From a9f500850b75f43fe9d8d21f8f38b7649fd6d916 Mon Sep 17 00:00:00 2001
From: copoer <c@ooper.space>
Date: Sat, 18 Sep 2021 02:33:33 +0100
Subject: [PATCH 3/4] Added fixes

---
 get_occurances.py | 7 ++++---
 1 file changed, 4 insertions(+), 3 deletions(-)

diff --git a/get_occurances.py b/get_occurances.py
index 80ef212..3247bd5 100644
--- a/get_occurances.py
+++ b/get_occurances.py
@@ -9,7 +9,7 @@
     os.makedirs(WRITE_DIR)
 
 for filename in tqdm(glob.glob('scripts/parsed/dialogue/*.txt')):
-   with open(os.path.join(os.getcwd(), filename), 'r') as f:
+   with open(os.path.join(os.getcwd(), filename), 'r', encoding='utf-8') as f:
        words = dict()
        for line in f:
            dialogue = line.split(">",1)[1].lower()
@@ -22,7 +22,8 @@
                        words[word] += 1
                    else:
                        words[word] = 1
-       words = dict(sorted(words.items(), key=lambda item: item[1]))
+       sorted_words = dict(sorted(words.items(), key=lambda item: item[1]))
        clean_filename = Path(filename).stem
+       clean_filename = clean_filename.replace('_dialogue', '')
        with open(WRITE_DIR+clean_filename+'.json', 'w') as json_file:
-           json.dump(words, json_file, indent=4,  sort_keys=True, separators=(',',':'))
+           json.dump(sorted_words, json_file, indent=4, separators=(',',':'))

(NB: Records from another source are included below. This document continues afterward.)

use std::ops::ControlFlow;
use std::sync::atomic::{AtomicBool, Ordering};
use std::sync::{Arc, Weak};
use std::time::Duration;

use chrono::Utc;
use parking_lot::Mutex;
use tokio::sync::watch;
use tokio::task::JoinHandle;
use tracing::{debug, info};

use super::report::StatusReport;
use crate::api::FlagError;
use crate::service::{FlagService, ScheduledTask};

/// Default monitor polling cadence, independent of the service's refresh interval.
pub const DEFAULT_POLL_INTERVAL: Duration = Duration::from_secs(30);

#[derive(Debug, Clone)]
pub struct MonitorConfig {
    pub poll_interval: Duration,
    pub auto_refresh: bool,
}

impl Default for MonitorConfig {
    fn default() -> Self {
        Self {
            poll_interval: DEFAULT_POLL_INTERVAL,
            auto_refresh: true,
        }
    }
}

struct MonitorInner {
    service: FlagService,
    poll_interval: Duration,
    auto_refresh: AtomicBool,
    /// Between `start` and `stop`; the poll timer only runs while set.
    running: AtomicBool,
    timer: Mutex<Option<ScheduledTask>>,
    follower: Mutex<Option<JoinHandle<()>>>,
    report_tx: watch::Sender<StatusReport>,
}

/// Polling status view over a `FlagService`.
///
/// Never writes to the cache itself; its only side effect is calling
/// `FlagService::refresh`.
#[derive(Clone)]
pub struct StatusMonitor {
    inner: Arc<MonitorInner>,
}

impl StatusMonitor {
    pub fn new(service: FlagService, config: MonitorConfig) -> Self {
        let initial = StatusReport::from_snapshot(
            &service.snapshot(),
            config.auto_refresh,
            config.poll_interval,
        );
        let (report_tx, _) = watch::channel(initial);

        Self {
            inner: Arc::new(MonitorInner {
                service,
                poll_interval: config.poll_interval,
                auto_refresh: AtomicBool::new(config.auto_refresh),
                running: AtomicBool::new(false),
                timer: Mutex::new(None),
                follower: Mutex::new(None),
                report_tx,
            }),
        }
    }

    /// Begin following service snapshots and, if auto-refresh is on, polling.
    /// Must be called from within a tokio runtime.
    pub fn start(&self) {
        self.inner.running.store(true, Ordering::SeqCst);
        self.follow_service();
        if self.is_auto_refresh() {
            self.arm_timer();
        }
        info!(
            poll_interval_secs = self.inner.poll_interval.as_secs(),
            auto_refresh = self.is_auto_refresh(),
            "Status monitor started"
        );
    }

    /// Cancel the monitor's own tasks. The service keeps running.
    ///
    /// Auto-refresh changes made while stopped are recorded and take effect
    /// on the next `start`.
    pub fn stop(&self) {
        self.inner.running.store(false, Ordering::SeqCst);
        if let Some(timer) = self.inner.timer.lock().take() {
            timer.stop();
        }
        if let Some(follower) = self.inner.follower.lock().take() {
            follower.abort();
        }
        debug!("Status monitor stopped");
    }

    /// Manual refresh through the service's single-flight gate.
    pub async fn refresh(&self) -> Result<(), FlagError> {
        self.inner.poll().await
    }

    /// Arms or cancels the poll timer. Before `start` or after `stop` only the
    /// setting changes.
    pub fn set_auto_refresh(&self, enabled: bool) {
        self.inner.auto_refresh.store(enabled, Ordering::SeqCst);
        if enabled {
            self.arm_timer();
        } else if let Some(timer) = self.inner.timer.lock().take() {
            timer.stop();
        }
        self.inner.publish();
        info!(enabled, "Status monitor auto-refresh toggled");
    }

    /// Flip auto-refresh and return the new setting.
    pub fn toggle_auto_refresh(&self) -> bool {
        let enabled = !self.is_auto_refresh();
        self.set_auto_refresh(enabled);
        enabled
    }

    pub fn is_auto_refresh(&self) -> bool {
        self.inner.auto_refresh.load(Ordering::SeqCst)
    }

    pub fn poll_interval(&self) -> Duration {
        self.inner.poll_interval
    }

    pub fn report(&self) -> StatusReport {
        self.inner.current_report()
    }

    pub fn render(&self) -> String {
        self.report().render(Utc::now())
    }

    /// Receives a new report whenever the displayed state changes.
    pub fn subscribe(&self) -> watch::Receiver<StatusReport> {
        self.inner.report_tx.subscribe()
    }

    pub fn service(&self) -> &FlagService {
        &self.inner.service
    }

    fn arm_timer(&self) {
        let mut timer = self.inner.timer.lock();
        if timer.is_some() || !self.inner.running.load(Ordering::SeqCst) {
            return;
        }

        let weak: Weak<MonitorInner> = Arc::downgrade(&self.inner);
        *timer = Some(ScheduledTask::spawn(
            "flag-monitor",
            self.inner.poll_interval,
            move || {
                let weak = weak.clone();
                async move {
                    let Some(inner) = weak.upgrade() else {
                        return ControlFlow::Break(());
                    };
                    // Failures are already on the report
                    let _ = inner.poll().await;
                    ControlFlow::Continue(())
                }
            },
        ));
    }

    fn follow_service(&self) {
        let mut follower = self.inner.follower.lock();
        if follower.is_some() {
            return;
        }

        let weak: Weak<MonitorInner> = Arc::downgrade(&self.inner);
        let mut subscription = self.inner.service.subscribe();
        *follower = Some(tokio::spawn(async move {
            while subscription.changed().await.is_ok() {
                match weak.upgrade() {
                    Some(inner) => inner.publish(),
                    None => break,
                }
            }
        }));
    }
}

impl MonitorInner {
    async fn poll(&self) -> Result<(), FlagError> {
        let result = self.service.refresh().await;
        if let Err(ref e) = result {
            debug!(error = %e, "Monitor refresh failed");
        }
        self.publish();
        result
    }

    fn current_report(&self) -> StatusReport {
        StatusReport::from_snapshot(
            &self.service.snapshot(),
            self.auto_refresh.load(Ordering::SeqCst),
            self.poll_interval,
        )
    }

    fn publish(&self) {
        let next = self.current_report();
        self.report_tx.send_if_modified(|current| {
            if *current == next {
                false
            } else {
                *current = next;
                true
            }
        });
    }
}

impl Drop for MonitorInner {
    fn drop(&mut self) {
        if let Some(follower) = self.follower.get_mut().take() {
            follower.abort();
        }
    }
}

#[cfg(test)]
mod tests {
    use super::*;
    use crate::models::FeatureFlag;
    use crate::service::FlagServiceConfig;
    use crate::testing::ScriptedFetcher;

    fn service_without_timer(fetcher: Arc<ScriptedFetcher>) -> FlagService {
        FlagService::start(
            fetcher,
            FlagServiceConfig {
                refresh_interval: Duration::from_secs(300),
                auto_refresh: false,
            },
        )
    }

    #[tokio::test]
    async fn test_report_counts_match_cache() {
        let fetcher = ScriptedFetcher::new();
        fetcher.push_ok(vec![
            FeatureFlag::new("a", true),
            FeatureFlag::new("b", true),
            FeatureFlag::new("c", false),
        ]);
        let service = service_without_timer(fetcher.clone());
        service.refresh().await.unwrap();

        let monitor = StatusMonitor::new(service, MonitorConfig::default());
        let report = monitor.report();
        assert_eq!((report.total, report.enabled, report.disabled), (3, 2, 1));
        assert!(monitor.render().contains("Total: 3  Enabled: 2  Disabled: 1"));
    }

    #[tokio::test]
    async fn test_manual_refresh_joins_in_flight_fetch() {
        let fetcher = ScriptedFetcher::new();
        fetcher.hold();
        fetcher.push_ok(vec![FeatureFlag::new("a", true)]);
        let service = service_without_timer(fetcher.clone());

        let monitor = StatusMonitor::new(
            service.clone(),
            MonitorConfig {
                poll_interval: Duration::from_secs(30),
                auto_refresh: false,
            },
        );
        let mut reports = monitor.subscribe();

        let pending = monitor.refresh();
        fetcher.release(1);
        pending.await.unwrap();

        assert_eq!(fetcher.fetch_all_calls(), 1);
        assert!(reports.has_changed().unwrap());
        assert_eq!(reports.borrow_and_update().enabled, 1);
    }

    #[tokio::test]
    async fn test_error_is_reported_with_last_good_flags() {
        let fetcher = ScriptedFetcher::new();
        fetcher.push_ok(vec![FeatureFlag::new("a", true)]);
        fetcher.push_err(FlagError::Network("connection refused".to_string()));
        let service = service_without_timer(fetcher.clone());
        service.refresh().await.unwrap();

        let monitor = StatusMonitor::new(service, MonitorConfig::default());
        assert!(monitor.refresh().await.is_err());

        let report = monitor.report();
        assert_eq!(report.total, 1);
        assert_eq!(
            report.last_error.as_deref(),
            Some("Network error: connection refused")
        );
        assert!(report.last_error_at.is_some());
    }

    #[tokio::test(start_paused = true)]
    async fn test_polls_on_own_cadence() {
        let fetcher = ScriptedFetcher::new();
        let service = service_without_timer(fetcher.clone());
        service.refresh().await.unwrap();

        let monitor = StatusMonitor::new(service.clone(), MonitorConfig::default());
        monitor.start();

        tokio::time::sleep(Duration::from_secs(29)).await;
        assert_eq!(fetcher.fetch_all_calls(), 1);

        tokio::time::sleep(Duration::from_secs(2)).await;
        assert_eq!(fetcher.fetch_all_calls(), 2);

        tokio::time::sleep(Duration::from_secs(60)).await;
        assert_eq!(fetcher.fetch_all_calls(), 4);
        assert!(!service.is_auto_refresh());
    }

    #[tokio::test(start_paused = true)]
    async fn test_toggle_auto_refresh() {
        let fetcher = ScriptedFetcher::new();
        let service = service_without_timer(fetcher.clone());
        service.refresh().await.unwrap();

        let monitor = StatusMonitor::new(service, MonitorConfig::default());
        monitor.start();
        assert!(!monitor.toggle_auto_refresh());
        assert!(!monitor.report().auto_refresh);

        tokio::time::sleep(Duration::from_secs(120)).await;
        assert_eq!(fetcher.fetch_all_calls(), 1);

        assert!(monitor.toggle_auto_refresh());
        tokio::time::sleep(Duration::from_secs(31)).await;
        assert_eq!(fetcher.fetch_all_calls(), 2);
    }

    #[tokio::test(start_paused = true)]
    async fn test_enabling_auto_refresh_after_stop_does_not_poll() {
        let fetcher = ScriptedFetcher::new();
        let service = service_without_timer(fetcher.clone());
        service.refresh().await.unwrap();

        let monitor = StatusMonitor::new(service, MonitorConfig::default());
        monitor.start();
        monitor.stop();

        monitor.set_auto_refresh(false);
        monitor.set_auto_refresh(true);
        assert!(monitor.is_auto_refresh());
        tokio::time::sleep(Duration::from_secs(120)).await;
        assert_eq!(fetcher.fetch_all_calls(), 1);

        // The setting carries over to the next start
        monitor.start();
        tokio::time::sleep(Duration::from_secs(31)).await;
        assert_eq!(fetcher.fetch_all_calls(), 2);
        monitor.stop();
    }

    #[tokio::test(start_paused = true)]
    async fn test_auto_refresh_before_start_waits_for_start() {
        let fetcher = ScriptedFetcher::new();
        let service = service_without_timer(fetcher.clone());
        service.refresh().await.unwrap();

        let monitor = StatusMonitor::new(
            service,
            MonitorConfig {
                poll_interval: Duration::from_secs(30),
                auto_refresh: false,
            },
        );
        monitor.set_auto_refresh(true);
        tokio::time::sleep(Duration::from_secs(120)).await;
        assert_eq!(fetcher.fetch_all_calls(), 1);
    }

    #[tokio::test]
    async fn test_follows_service_refreshes() {
        let fetcher = ScriptedFetcher::new();
        fetcher.push_ok(vec![]);
        fetcher.push_ok(vec![FeatureFlag::new("late", true)]);
        let service = service_without_timer(fetcher.clone());
        service.refresh().await.unwrap();

        let monitor = StatusMonitor::new(
            service.clone(),
            MonitorConfig {
                poll_interval: Duration::from_secs(30),
                auto_refresh: false,
            },
        );
        monitor.start();
        let mut reports = monitor.subscribe();

        // Refresh driven by someone other than the monitor
        service.refresh().await.unwrap();
        loop {
            reports.changed().await.unwrap();
            if reports.borrow_and_update().total == 1 {
                break;
            }
        }
        monitor.stop();
    }
}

From c029e3c2ed0c6af2dbcbed60726645b56bf01feb Mon Sep 17 00:00:00 2001
From: copoer <c@ooper.space>
Date: Sat, 18 Sep 2021 16:26:36 +0100
Subject: [PATCH 4/4] Added fixes

---
 get_all_titles.py | 12 ++++++++++++
 get_occurances.py |  4 ++--
 2 files changed, 14 insertions(+), 2 deletions(-)
 create mode 100644 get_all_titles.py

diff --git a/get_all_titles.py b/get_all_titles.py
new file mode 100644
index 0000000..e767775
--- /dev/null
+++ b/get_all_titles.py
@@ -0,0 +1,12 @@
+import os
+import json
+from tqdm import tqdm
+
+with open(os.path.join(os.getcwd(), 'scripts/metadata/clean_parsed_meta.json'), 'r', encoding='utf-8') as f:
+    data = json.load(f)
+    titles = dict()
+    for movie in data.items():
+        name = movie[1]['file']['name']
+        titles[name] = name.replace(' ', '-')+'.json'
+    with open('all_titles.json', 'w') as json_file:
+        json.dump(titles, json_file, indent=4, separators=(',',':'))
diff --git a/get_occurances.py b/get_occurances.py
index 3247bd5..c18e2a4 100644
--- a/get_occurances.py
+++ b/get_occurances.py
@@ -13,9 +13,9 @@
        words = dict()
        for line in f:
            dialogue = line.split(">",1)[1].lower()
-           for word in dialogue.split(" "):
+           for word in dialogue.split():
                if (word):
-                   list_of_chars = ['(', ')', '.', '\n', '\"', '!', '?']
+                   list_of_chars = '''!()-[]{};:'"\,<>./?@#$%^&*_~'''
                    for char in list_of_chars:
                       word = word.replace(char,'')
                    if (word in words):